Maybe it's the weather. There is not a cloud in the sky; it's crystal clear, and the water of the lake is calm. Perhaps that's why I'm feeling so optimistic.
Or maybe it's that I overslept and rushed pell-mell to school this morning thinking I dropped the ball, believing that I missed bringing my appointed foodstuffs (apples, pears, yogurt) on time for teacher appreciation day, only to find out I was a week early.
Maybe I'm a bit euphoric because I'm not mentally ill. I've been creeping through David Foster Wallace's Infinite Jest, which I find (in the wake of his suicide a couple months ago) to be a primer on mental illness of a sort; a horrible sort. I've been struggling with why he (DFW) would kill himself, and he's explaining it to me through his masterwork, this thousand-page tome I'm not even sure I'm enjoying, but it's stretching my worldview. For example, here's an excerpt of fictional character Katherine Gompert talking to her doctor:
'Listen,' she said. 'Have you ever felt sick? I mean nauseous, like you knew you were going to throw up?'
The doctor made a gesture like Well sure.
'But that's just in your stomach,' Kate Gompert said. 'It's a horrible feeling but it's just in your stomach. That's why the term is "sick to your stomach."' She was back to looking intently at her lower carpopedals. 'What I told Dr. Garton is OK but imagine if you felt that way all over, inside. All through you. Like every cell and every atom or brain-cell or whatever was so nauseous it wanted to throw up, but it couldn't, and you felt that way all the time, and you're sure, you're positive the feeling will never go away, you're going to spend the rest of your natural life feeling like this.'
I don't feel like this, and that makes me feel happy, and I appreciate my life more, now that I know what it feels like to feel like that. I have for brief periods felt a tiny, tiny bit like that when I had bad PMS or was depressed because I was lonely and had a colony of cockroaches living in my bathroom light fixture, or when all three happened at the same time and I called my ex-boyfriend with whom I'd just broken up and moved out on and told him maybe we should get back together and he said, because you have cockroaches? I don't think that's a good enough reason. Back then I felt bad. But I didn't feel that bad, like I think DFW must have felt. And, though some nights I like red wine a little too much so I have a headache the next morning, I've never been addicted like I think he might have been, though here I'm piecing together bits about his possible addiction from news and eulogies and his repetitive descriptions of being addicted to pot in the first 75 pages of his book, so I feel guilty speaking illish and maybe falsely of the dead, especially since I didn't know him.

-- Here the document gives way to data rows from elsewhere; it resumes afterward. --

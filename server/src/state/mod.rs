//! Per-session behavior.
//!
//! A session always runs exactly one [`StateHandler`]. The session drives the
//! handler through its lifecycle: `bind` and `on_enter` once when it becomes
//! active, `handle_message` for every inbound envelope, `on_exit` once when
//! it is replaced or the session closes.
//!
//! Handlers never call [`Session::set_state`] from inside a hook. Instead
//! `handle_message` returns a [`Transition`] and the session applies it once
//! the hook has returned, on the session's own task.

mod admin;
mod connected;
mod in_game;
mod npc;

pub use admin::AdminState;
pub use connected::ConnectedState;
pub use in_game::InGameState;
pub use npc::NpcState;

use crate::session::Session;
use shared::{Envelope, Packet, SessionId};
use std::fmt;
use std::sync::Arc;

pub trait StateHandler: Send {
    /// Diagnostic name used in logs.
    fn name(&self) -> &'static str;

    /// Hands the handler its owning session before `on_enter`.
    fn bind(&mut self, session: Arc<Session>);

    fn on_enter(&mut self) {}

    /// Processes one envelope. `sender` is the session that produced it: the
    /// bound session itself for frames from its own client, a peer otherwise.
    ///
    /// Unknown or out-of-place packets are ignored, never an error.
    fn handle_message(&mut self, sender: SessionId, envelope: &Envelope) -> Transition;

    fn on_exit(&mut self) {}

    /// Whether this state passes peer whispers on to its client.
    fn accepts_whispers(&self) -> bool {
        false
    }
}

/// What the session should do after a handler has processed a message.
pub enum Transition {
    Stay,
    Switch(Box<dyn StateHandler>),
    Close(String),
}

impl fmt::Debug for Transition {
    fn fmt(&self, f: &mut fmt::Formatter<'_>) -> fmt::Result {
        match self {
            Transition::Stay => write!(f, "Stay"),
            Transition::Switch(next) => write!(f, "Switch({})", next.name()),
            Transition::Close(reason) => write!(f, "Close({})", reason),
        }
    }
}

/// A kick is only honoured when another session delivered it.
fn kick_reason(own_id: SessionId, sender: SessionId, packet: &Packet) -> Option<String> {
    match packet {
        Packet::Kick { target, reason } if sender != own_id && *target == own_id => {
            Some(format!("kicked by {}: {}", sender, reason))
        }
        _ => None,
    }
}
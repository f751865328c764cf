//! Integration tests for the session hub over real TCP connections
//!
//! These tests start a full server on an ephemeral port and talk to it the
//! way a client would.

use futures::{SinkExt, StreamExt};
use server::config::ServerConfig;
use server::network::Server;
use server::store::MemoryStore;
use shared::{Envelope, EnvelopeCodec, Packet, SessionId};
use std::net::SocketAddr;
use std::sync::Arc;
use std::time::Duration;
use tokio::io::{AsyncReadExt, AsyncWriteExt};
use tokio::net::TcpStream;
use tokio::time::timeout;
use tokio_util::codec::Framed;

const WAIT: Duration = Duration::from_secs(3);

type Client = Framed<TcpStream, EnvelopeCodec>;

async fn start_server(config: ServerConfig) -> SocketAddr {
    let server = Server::bind(config, Arc::new(MemoryStore::new()))
        .await
        .expect("server should start");
    let addr = server.local_addr().unwrap();
    tokio::spawn(server.run());
    addr
}

fn test_config() -> ServerConfig {
    ServerConfig {
        bind_addr: "127.0.0.1:0".to_string(),
        npc_count: 0,
        ..ServerConfig::default()
    }
}

async fn connect(addr: SocketAddr) -> Client {
    let stream = TcpStream::connect(addr).await.unwrap();
    Framed::new(stream, EnvelopeCodec::new())
}

/// Reads until an envelope matches, skipping everything else
async fn next_matching<F>(client: &mut Client, mut matches: F) -> Envelope
where
    F: FnMut(&Envelope) -> bool,
{
    timeout(WAIT, async {
        loop {
            match client.next().await {
                Some(Ok(Ok(envelope))) if matches(&envelope) => return envelope,
                Some(Ok(_)) => continue,
                Some(Err(e)) => panic!("transport error: {}", e),
                None => panic!("server closed the connection"),
            }
        }
    })
    .await
    .expect("timed out waiting for envelope")
}

async fn send(client: &mut Client, sender_id: SessionId, packet: Packet) {
    client.send(Envelope::new(sender_id, packet)).await.unwrap();
}

/// Connects, reads the welcome and logs in; returns the client and its id
async fn login(addr: SocketAddr, name: &str, password: &str) -> (Client, SessionId) {
    let mut client = connect(addr).await;
    let welcome = next_matching(&mut client, |_| true).await;
    let id = match welcome.packet {
        Packet::Welcome { session_id, .. } => session_id,
        other => panic!("expected welcome first, got {:?}", other),
    };

    send(
        &mut client,
        0,
        Packet::Login {
            name: name.to_string(),
            password: password.to_string(),
        },
    )
    .await;
    next_matching(&mut client, |e| matches!(e.packet, Packet::LoginAccepted { .. })).await;
    (client, id)
}

/// CONNECTION LIFECYCLE TESTS
mod lifecycle_tests {
    use super::*;

    /// The first frame on a new connection names the session
    #[tokio::test]
    async fn welcome_is_first_frame() {
        let addr = start_server(test_config()).await;
        let mut first = connect(addr).await;
        let mut second = connect(addr).await;

        let a = next_matching(&mut first, |_| true).await;
        let b = next_matching(&mut second, |_| true).await;

        match (a.packet, b.packet) {
            (
                Packet::Welcome { session_id: a_id, .. },
                Packet::Welcome { session_id: b_id, .. },
            ) => {
                assert_ne!(a_id, b_id);
                assert_eq!(a.sender_id, a_id);
                assert_eq!(b.sender_id, b_id);
            }
            other => panic!("expected two welcomes, got {:?}", other),
        }
    }

    /// A peer disconnecting is announced exactly once
    #[tokio::test]
    async fn disconnect_announced_once() {
        let addr = start_server(test_config()).await;
        let (mut ada, _) = login(addr, "ada", "pw").await;
        let (bob, bob_id) = login(addr, "bob", "pw").await;

        next_matching(&mut ada, |e| {
            matches!(e.packet, Packet::PlayerJoined { id, .. } if id == bob_id)
        })
        .await;
        drop(bob);

        let left = next_matching(&mut ada, |e| matches!(e.packet, Packet::PlayerLeft { .. })).await;
        assert_eq!(left.packet, Packet::PlayerLeft { id: bob_id });

        // A marker round trip proves no second notice was queued before it
        send(&mut ada, 0, Packet::Move { dx: 0, dy: 0 }).await;
        let next = next_matching(&mut ada, |e| {
            matches!(e.packet, Packet::MoveRejected { .. } | Packet::PlayerLeft { .. })
        })
        .await;
        assert!(matches!(next.packet, Packet::MoveRejected { .. }));
    }

    /// Silent connections are closed after the idle timeout
    #[tokio::test]
    async fn idle_connection_is_closed() {
        let mut config = test_config();
        config.session.idle_timeout = Some(Duration::from_millis(100));
        let addr = start_server(config).await;
        let mut client = connect(addr).await;

        let bye = next_matching(&mut client, |e| matches!(e.packet, Packet::Disconnected { .. })).await;
        assert_eq!(
            bye.packet,
            Packet::Disconnected {
                reason: "idle timeout".to_string()
            }
        );
    }
}

/// WIRE PROTOCOL TESTS
mod protocol_tests {
    use super::*;

    /// A hand-built frame (big-endian length prefix + bincode body) is accepted
    #[tokio::test]
    async fn raw_frame_format() {
        let addr = start_server(test_config()).await;
        let mut stream = TcpStream::connect(addr).await.unwrap();

        let mut len = [0u8; 4];
        stream.read_exact(&mut len).await.unwrap();
        let mut body = vec![0u8; u32::from_be_bytes(len) as usize];
        stream.read_exact(&mut body).await.unwrap();
        let welcome: Envelope = bincode::deserialize(&body).unwrap();
        assert!(matches!(welcome.packet, Packet::Welcome { .. }));

        let login = bincode::serialize(&Envelope::unsigned(Packet::Login {
            name: "raw".to_string(),
            password: "pw".to_string(),
        }))
        .unwrap();
        stream.write_all(&(login.len() as u32).to_be_bytes()).await.unwrap();
        stream.write_all(&login).await.unwrap();

        let mut client = Framed::new(stream, EnvelopeCodec::new());
        next_matching(&mut client, |e| matches!(e.packet, Packet::LoginAccepted { .. })).await;
    }

    /// An undecodable frame is skipped and the connection stays usable
    #[tokio::test]
    async fn malformed_frame_is_skipped() {
        let addr = start_server(test_config()).await;
        let mut stream = TcpStream::connect(addr).await.unwrap();

        let garbage = [0xffu8; 7];
        stream.write_all(&(garbage.len() as u32).to_be_bytes()).await.unwrap();
        stream.write_all(&garbage).await.unwrap();

        let mut client = Framed::new(stream, EnvelopeCodec::new());
        next_matching(&mut client, |e| matches!(e.packet, Packet::Welcome { .. })).await;
        send(
            &mut client,
            0,
            Packet::Login {
                name: "still-here".to_string(),
                password: "pw".to_string(),
            },
        )
        .await;
        next_matching(&mut client, |e| matches!(e.packet, Packet::LoginAccepted { .. })).await;
    }
}

/// ROUTING TESTS
mod routing_tests {
    use super::*;

    /// Peers see chat from the real sender, whatever the client claimed
    #[tokio::test]
    async fn sender_is_stamped() {
        let addr = start_server(test_config()).await;
        let (mut ada, ada_id) = login(addr, "ada", "pw").await;
        let (mut bob, bob_id) = login(addr, "bob", "pw").await;

        send(&mut bob, 0, Packet::Chat { text: "unsigned".to_string() }).await;
        send(&mut bob, ada_id, Packet::Chat { text: "forged".to_string() }).await;

        for expected in ["unsigned", "forged"] {
            let heard = next_matching(&mut ada, |e| matches!(e.packet, Packet::Chat { .. })).await;
            assert_eq!(heard.sender_id, bob_id);
            assert_eq!(
                heard.packet,
                Packet::Chat {
                    text: expected.to_string()
                }
            );
        }
    }

    /// Whispers reach exactly one peer
    #[tokio::test]
    async fn whisper_reaches_one_peer() {
        let addr = start_server(test_config()).await;
        let (mut ada, ada_id) = login(addr, "ada", "pw").await;
        let (mut bob, _) = login(addr, "bob", "pw").await;
        let (mut cy, cy_id) = login(addr, "cy", "pw").await;
        next_matching(&mut cy, |e| {
            matches!(e.packet, Packet::PlayerJoined { id, .. } if id == cy_id)
        })
        .await;

        send(&mut ada, 0, Packet::Whisper { to: cy_id, text: "psst".to_string() }).await;
        send(&mut ada, 0, Packet::Chat { text: "all".to_string() }).await;

        let first = next_matching(&mut cy, |e| {
            matches!(e.packet, Packet::Whisper { .. } | Packet::Chat { .. })
        })
        .await;
        assert_eq!(first.sender_id, ada_id);
        assert!(matches!(first.packet, Packet::Whisper { .. }));

        let first = next_matching(&mut bob, |e| {
            matches!(e.packet, Packet::Whisper { .. } | Packet::Chat { .. })
        })
        .await;
        assert!(matches!(first.packet, Packet::Chat { .. }));
    }

    /// An administrator can kick a player off the server
    #[tokio::test]
    async fn admin_kick() {
        let addr = start_server(test_config()).await;
        let (mut admin, admin_id) = login(addr, "admin", "admin").await;
        let (mut ada, ada_id) = login(addr, "ada", "pw").await;

        send(
            &mut admin,
            0,
            Packet::Kick {
                target: ada_id,
                reason: "testing".to_string(),
            },
        )
        .await;

        let bye = next_matching(&mut ada, |e| matches!(e.packet, Packet::Disconnected { .. })).await;
        assert_eq!(
            bye.packet,
            Packet::Disconnected {
                reason: format!("kicked by {}: testing", admin_id)
            }
        );

        let result = next_matching(&mut admin, |e| matches!(e.packet, Packet::AdminResult { .. })).await;
        assert_eq!(
            result.packet,
            Packet::AdminResult {
                output: format!("kicked session {}", ada_id)
            }
        );
    }
}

Back on the feeling good thing, I got a small job, and that makes me happy, since the more I read David Foster Wallace the more I understand I will never be a brilliant writer, because now I see what a brilliant writer is. Not that I've not been surrounded by and immersed in books by brilliant writers my whole life, but every now and then I come across a writer who body-slams me into seeing myself for who I actually am, a passably okay hobbyist writer who gets a lot out of toiling over short stories, but. There's that big but. That big but doesn't mean I'm going to stop; I'll keep toiling because I like it and who knows? I've watched really bad tennis players get really good just by playing. Maybe I can take a little pressure off my writing by doing some freelance work for a few weeks, and it will pay for the inevitable yard work we need to have done since I'm not out there weeding and cutting. And it will help with Iona's school's annual fund, and other charitable giving stuff. And some paint and lamps and blackout shades for the baby's room.
On that front, we're adopting what will probably be a baby boy (ten months old) from South Korea. We got an email from the coordinator Sunday saying she's getting more referrals than she thought and she would like to speed our paperwork along. I alternate between excitement and dread, but it's mostly excitement. The dread comes on when I'm tired and I think, just wait until this child (our child who might already be born!) comes into our lives and I cease sleeping and still get to do after-school activities and wake up and give baths and police playdates and make lunches and volunteer for field trips and vacuum. And maybe write, because I want to record it all, this un-nauseated, happily mediocre stuff, for posterity.